In rave culture Ukraine has already surpassed itself. After the dissolution of the Republic of KaZantip (one of the most famous electronic music festivals in Eastern Europe, held in Crimea from 1998 to 2013), events such as Brave! Factory Festival appeared — a festival of free music and art held on the premises of a working factory. Valentyn Vasyanovych's film Atlantis won an award as the best film in the Horizons section at the Venice Film Festival. It depicts the experience of war, and the main role was played by one of our foundation's volunteers and a former military scout, Andriy Rymaryk. And this is also a breakthrough.
Through funds raised by the foundation we succeeded in supplying material and ammunition to the defenders of Donetsk Airport (combat between armed formations of the unrecognised 'DNR' and the armed forces of Ukraine for control over a strategic object, the Donetsk International Airport, was hard and long). This feeling that your activity affects the course of history cannot be compared with anything else. And to this day every other thermal scope in trenches in the East is 'ours'. One of our boys on the front line is looking through it at this very moment, tracking the enemy.
Empathy and a striving for self-realisation through volunteering have been with me since childhood. As far back as 11th grade I helped my teacher, whose son had cancer, on my own initiative. I got teachers, pupils, parents involved in this. 2014 brought me an intellectual crisis. I had everything that I wanted at that time: a job in IT, a flat, a girlfriend, travel, a comfortable life. But the Revolution of Dignity started (the mass protest movement in 2013-2014 against corruption and in support of European direction in Ukraine's foreign policy), and my flat became a hideaway and resting place for those participating in the revolution.

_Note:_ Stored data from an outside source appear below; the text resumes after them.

//! A wrapper module to export logging functionality from
//! [`log`] or [`tracing`] depending on the `tracing` feature.
//!
//! [`log`]: https://docs.rs/log
//! [`tracing`]: https://docs.rs/tracing

#[cfg(not(feature = "tracing"))]
pub use log::{debug, error, info, trace, warn};

#[cfg(feature = "tracing")]
pub use tracing::{debug, error, info, trace, warn};

/// Syslog [log levels](https://en.wikipedia.org/wiki/Syslog#Severity_level)
/// as emitted by native clients.
#[derive(Copy, Clone, Debug, PartialEq, Eq, PartialOrd, Ord)]
#[repr(i32)]
pub enum SyslogLevel {
    /// Higher priority then [`Level::Error`](log::Level::Error) from the log
    /// crate.
    Emerg = 0,
    /// Higher priority then [`Level::Error`](log::Level::Error) from the log
    /// crate.
    Alert = 1,
    /// Higher priority then [`Level::Error`](log::Level::Error) from the log
    /// crate.
    Critical = 2,
    /// Equivalent to [`Level::Error`](log::Level::Error) from the log crate.
    Error = 3,
    /// Equivalent to [`Level::Warn`](log::Level::Warn) from the log crate.
    Warning = 4,
    /// Higher priority then [`Level::Info`](log::Level::Info) from the log
    /// crate.
    Notice = 5,
    /// Equivalent to [`Level::Info`](log::Level::Info) from the log crate.
    Info = 6,
    /// Equivalent to [`Level::Debug`](log::Level::Debug) from the log crate.
    Debug = 7,
}

/// Log levels from [kafka spec](https://cwiki.apache.org/confluence/display/KAFKA/KIP-412%3A+Extend+Admin+API+to+support+dynamic+application+log+levels#KIP412:ExtendAdminAPItosupportdynamicapplicationloglevels-LogLevelDefinitions)
#[derive(Copy, Clone, Debug, PartialEq, Eq, PartialOrd, Ord, Default)]
pub enum LogLevel {
    /// FATAL logs - syslog level 0
    Fatal = 0,
    /// ERROR logs - syslog level 3 and above
    Error,
    /// WARN logs - syslog level 4 and above
    Warn,
    /// INFO logs - syslog level 6 and above
    #[default]
    Info,
    /// DEBUG logs - syslog level 7 and above
    Debug,
}

impl LogLevel {
    /// Returns `true` if a native log line at `level` passes this filter.
    pub fn allows(&self, level: SyslogLevel) -> bool {
        LogLevel::from(level) <= *self
    }
}

impl From<LogLevel> for SyslogLevel {
    fn from(value: LogLevel) -> Self {
        match value {
            LogLevel::Fatal => Self::Critical,
            LogLevel::Error => Self::Error,
            LogLevel::Warn => Self::Warning,
            LogLevel::Info => Self::Info,
            LogLevel::Debug => Self::Debug,
        }
    }
}

impl From<SyslogLevel> for LogLevel {
    fn from(value: SyslogLevel) -> Self {
        match value {
            SyslogLevel::Emerg => Self::Fatal,
            SyslogLevel::Alert => Self::Fatal,
            SyslogLevel::Critical => Self::Fatal,
            SyslogLevel::Error => Self::Error,
            SyslogLevel::Warning => Self::Warn,
            SyslogLevel::Notice => Self::Warn,
            SyslogLevel::Info => Self::Info,
            SyslogLevel::Debug => Self::Debug,
        }
    }
}

/// Forwards a native log line to the logging facade.
pub(crate) fn forward(level: SyslogLevel, fac: &str, buf: &str) {
    match level {
        SyslogLevel::Emerg | SyslogLevel::Alert | SyslogLevel::Critical | SyslogLevel::Error => {
            error!("{fac}: {buf}")
        }
        SyslogLevel::Warning | SyslogLevel::Notice => warn!("{fac}: {buf}"),
        SyslogLevel::Info => info!("{fac}: {buf}"),
        SyslogLevel::Debug => debug!("{fac}: {buf}"),
    }
}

During the War in the East I remember a moment of horror and consternation, a feeling of absolute helplessness from watching the news. Then I wrote a post on Facebook saying that I was sending tens of thousands of hryvni to the army as aid, I called people to join me. And so began the story of the Come Back Alive foundation, which subsequently became my life's work. Because there is no more powerful motivation than seeing that what you do is saving dozens of lives.
Patriotism is a rather irrational feeling, it is a need to belong to something greater placed in us by nature, although for each separate individual patriotism does not have any use. On the contrary, it makes you sacrifice yourself for the sake of certain abstract things, convictions. And for me the feeling of community is important, the possibility to realise oneself through this.

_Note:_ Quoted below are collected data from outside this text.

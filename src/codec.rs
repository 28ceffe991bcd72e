//! Pluggable key and value codecs.
//!
//! A [`Serializer`] turns an application value into the wire slot of a
//! record, a [`Deserializer`] does the reverse for fetched messages. Both
//! receive the topic name as context. Hooks are pure functions and are fully
//! responsible for null handling: the shims call them even when the value or
//! payload is null.
//!
//! When no hook resolves for a call, values travel untransformed and must
//! already have a wire representation, see [`ToPayload`] and [`FromPayload`].

pub use crate::error::BoxError;

use crate::error::CodecError;
use std::{any::type_name, fmt, marker::PhantomData};

/// The wire representation of a key or value, `None` standing for null.
pub type Payload = Option<Vec<u8>>;

/// Converts values of type `T` to their wire representation.
pub trait Serializer<T: ?Sized>: Send + Sync {
    fn serialize(&self, topic: &str, value: Option<&T>) -> Result<Payload, BoxError>;
}

/// Converts wire payloads into values of type `T`.
pub trait Deserializer<T>: Send + Sync {
    fn deserialize(&self, topic: &str, payload: Option<&[u8]>) -> Result<T, BoxError>;
}

impl<T: ?Sized, S: Serializer<T> + ?Sized> Serializer<T> for std::sync::Arc<S> {
    fn serialize(&self, topic: &str, value: Option<&T>) -> Result<Payload, BoxError> {
        (**self).serialize(topic, value)
    }
}

impl<T, D: Deserializer<T> + ?Sized> Deserializer<T> for std::sync::Arc<D> {
    fn deserialize(&self, topic: &str, payload: Option<&[u8]>) -> Result<T, BoxError> {
        (**self).deserialize(topic, payload)
    }
}

/// A [`Serializer`] backed by a closure. See [`serializer_fn`].
pub struct FnSerializer<T: ?Sized, F> {
    f: F,
    _marker: PhantomData<fn(&T)>,
}

/// Wraps `f(topic, value)` into a [`Serializer`].
pub fn serializer_fn<T, F>(f: F) -> FnSerializer<T, F>
where
    T: ?Sized,
    F: Fn(&str, Option<&T>) -> Result<Payload, BoxError> + Send + Sync,
{
    FnSerializer {
        f,
        _marker: PhantomData,
    }
}

impl<T, F> Serializer<T> for FnSerializer<T, F>
where
    T: ?Sized,
    F: Fn(&str, Option<&T>) -> Result<Payload, BoxError> + Send + Sync,
{
    fn serialize(&self, topic: &str, value: Option<&T>) -> Result<Payload, BoxError> {
        (self.f)(topic, value)
    }
}

/// A [`Deserializer`] backed by a closure. See [`deserializer_fn`].
pub struct FnDeserializer<T, F> {
    f: F,
    _marker: PhantomData<fn() -> T>,
}

/// Wraps `f(topic, payload)` into a [`Deserializer`].
pub fn deserializer_fn<T, F>(f: F) -> FnDeserializer<T, F>
where
    F: Fn(&str, Option<&[u8]>) -> Result<T, BoxError> + Send + Sync,
{
    FnDeserializer {
        f,
        _marker: PhantomData,
    }
}

impl<T, F> Deserializer<T> for FnDeserializer<T, F>
where
    F: Fn(&str, Option<&[u8]>) -> Result<T, BoxError> + Send + Sync,
{
    fn deserialize(&self, topic: &str, payload: Option<&[u8]>) -> Result<T, BoxError> {
        (self.f)(topic, payload)
    }
}

fn missing_codec<T: ?Sized>(direction: &str) -> CodecError {
    CodecError::msg(format!(
        "values of type `{}` have no wire representation, configure a {direction}",
        type_name::<T>()
    ))
}

/// Wire representation used when no serializer is configured.
///
/// The default implementation refuses the value. Byte and string types
/// override it; application types can opt in with an empty impl and rely on a
/// serializer being configured.
pub trait ToPayload {
    fn to_payload(&self) -> Result<Payload, CodecError> {
        Err(missing_codec::<Self>("serializer"))
    }
}

/// Value construction used when no deserializer is configured.
///
/// Only the raw [`Payload`] is accepted by default.
pub trait FromPayload: Sized {
    fn from_payload(payload: Payload) -> Result<Self, CodecError> {
        drop(payload);
        Err(missing_codec::<Self>("deserializer"))
    }
}

impl ToPayload for Payload {
    fn to_payload(&self) -> Result<Payload, CodecError> {
        Ok(self.clone())
    }
}

impl FromPayload for Payload {
    fn from_payload(payload: Payload) -> Result<Self, CodecError> {
        Ok(payload)
    }
}

impl ToPayload for [u8] {
    fn to_payload(&self) -> Result<Payload, CodecError> {
        Ok(Some(self.to_vec()))
    }
}

impl ToPayload for Vec<u8> {
    fn to_payload(&self) -> Result<Payload, CodecError> {
        Ok(Some(self.clone()))
    }
}

impl<const N: usize> ToPayload for [u8; N] {
    fn to_payload(&self) -> Result<Payload, CodecError> {
        Ok(Some(self.to_vec()))
    }
}

impl ToPayload for str {
    fn to_payload(&self) -> Result<Payload, CodecError> {
        Ok(Some(self.as_bytes().to_vec()))
    }
}

impl ToPayload for String {
    fn to_payload(&self) -> Result<Payload, CodecError> {
        self.as_str().to_payload()
    }
}

impl<T: ToPayload + ?Sized> ToPayload for &T {
    fn to_payload(&self) -> Result<Payload, CodecError> {
        (**self).to_payload()
    }
}

impl FromPayload for String {}

macro_rules! impl_codec_fallback_for {
    ($($ty:ty),*) => {
        $(
            impl ToPayload for $ty {}
            impl FromPayload for $ty {}
        )*
    };
}

impl_codec_fallback_for!(
    bool, char, i8, i16, i32, i64, i128, isize, u8, u16, u32, u64, u128, usize, f32, f64,
    Option<String>
);

/// Resolves a call-scoped hook against the instance-scoped one.
///
/// The override, when present, shadows the instance hook for this call only.
pub(crate) fn resolve<'a, H: ?Sized>(
    call_scoped: Option<&'a H>,
    instance: Option<&'a H>,
) -> Option<&'a H> {
    call_scoped.or(instance)
}

/// UTF-8 string serializer. Null values stay null.
#[derive(Debug, Clone, Copy, Default)]
pub struct StringSerializer;

impl<T: AsRef<str> + ?Sized> Serializer<T> for StringSerializer {
    fn serialize(&self, _: &str, value: Option<&T>) -> Result<Payload, BoxError> {
        Ok(value.map(|v| v.as_ref().as_bytes().to_vec()))
    }
}

/// UTF-8 string deserializer. Null payloads become `None`.
#[derive(Debug, Clone, Copy, Default)]
pub struct StringDeserializer;

impl Deserializer<Option<String>> for StringDeserializer {
    fn deserialize(&self, _: &str, payload: Option<&[u8]>) -> Result<Option<String>, BoxError> {
        payload
            .map(|p| String::from_utf8(p.to_vec()).map_err(BoxError::from))
            .transpose()
    }
}

/// JSON serializer backed by `serde_json`. Null values become JSON `null`
/// unless `null_as_tombstone` is set.
#[cfg(feature = "serde")]
#[derive(Debug, Clone, Copy, Default)]
pub struct JsonSerializer {
    pub null_as_tombstone: bool,
}

#[cfg(feature = "serde")]
impl<T: serde::Serialize + ?Sized> Serializer<T> for JsonSerializer {
    fn serialize(&self, _: &str, value: Option<&T>) -> Result<Payload, BoxError> {
        match value {
            Some(v) => Ok(Some(serde_json::to_vec(v)?)),
            None if self.null_as_tombstone => Ok(None),
            None => Ok(Some(b"null".to_vec())),
        }
    }
}

/// JSON deserializer backed by `serde_json`. Null payloads decode as JSON
/// `null`, so `T` must accept it (e.g. an `Option`).
#[cfg(feature = "serde")]
pub struct JsonDeserializer<T> {
    _marker: PhantomData<fn() -> T>,
}

#[cfg(feature = "serde")]
impl<T> JsonDeserializer<T> {
    pub fn new() -> Self {
        Self {
            _marker: PhantomData,
        }
    }
}

#[cfg(feature = "serde")]
impl<T> Default for JsonDeserializer<T> {
    fn default() -> Self {
        Self::new()
    }
}

#[cfg(feature = "serde")]
impl<T> fmt::Debug for JsonDeserializer<T> {
    fn fmt(&self, f: &mut fmt::Formatter<'_>) -> fmt::Result {
        write!(f, "JsonDeserializer<{}>", type_name::<T>())
    }
}

#[cfg(feature = "serde")]
impl<T: serde::de::DeserializeOwned> Deserializer<T> for JsonDeserializer<T> {
    fn deserialize(&self, _: &str, payload: Option<&[u8]>) -> Result<T, BoxError> {
        Ok(serde_json::from_slice(payload.unwrap_or(b"null"))?)
    }
}

impl<T: ?Sized, F> fmt::Debug for FnSerializer<T, F> {
    fn fmt(&self, f: &mut fmt::Formatter<'_>) -> fmt::Result {
        write!(f, "FnSerializer<{}>", type_name::<T>())
    }
}

impl<T, F> fmt::Debug for FnDeserializer<T, F> {
    fn fmt(&self, f: &mut fmt::Formatter<'_>) -> fmt::Result {
        write!(f, "FnDeserializer<{}>", type_name::<T>())
    }
}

Patriotism is in the concentration of a sniper who looks at the target through the sight. But first and foremost it is love, not hate. We do not feel hatred for our enemies at the border, we protect our children out of love for them.
People rang me and said that were it not for us, they could have died, as well as their relatives. Some time in my second year of university I saved a girl that was drowning in the sea, and here I had supposedly saved a whole crowd of people
In late 2014, during the active phase of the war, one of the hottest points of conflict was Donetsk Airport
People observed the ongoing events with alarm, which resembled something that until then we had only seen in the cinema. It was a very heavy confrontation. And it so happened that many of the people I was friendly with had been assigned there. In the news, Donetsk Airport was so terrifying on the screen. I remember this feeling of complete numbness, terror, which fully exhausted you. In order to purchase the necessary material for the defenders of the airport, at the foundation we gathered a huge sum of money in record time.
We started a project creating a Come Back Alive calendar with portraits of these people, heroes and defenders that had gone through these ferocious battles. The guys were photographed by Roman Nikolaev in the village of Pisky. The calendar spread around the whole world, from California to Moscow.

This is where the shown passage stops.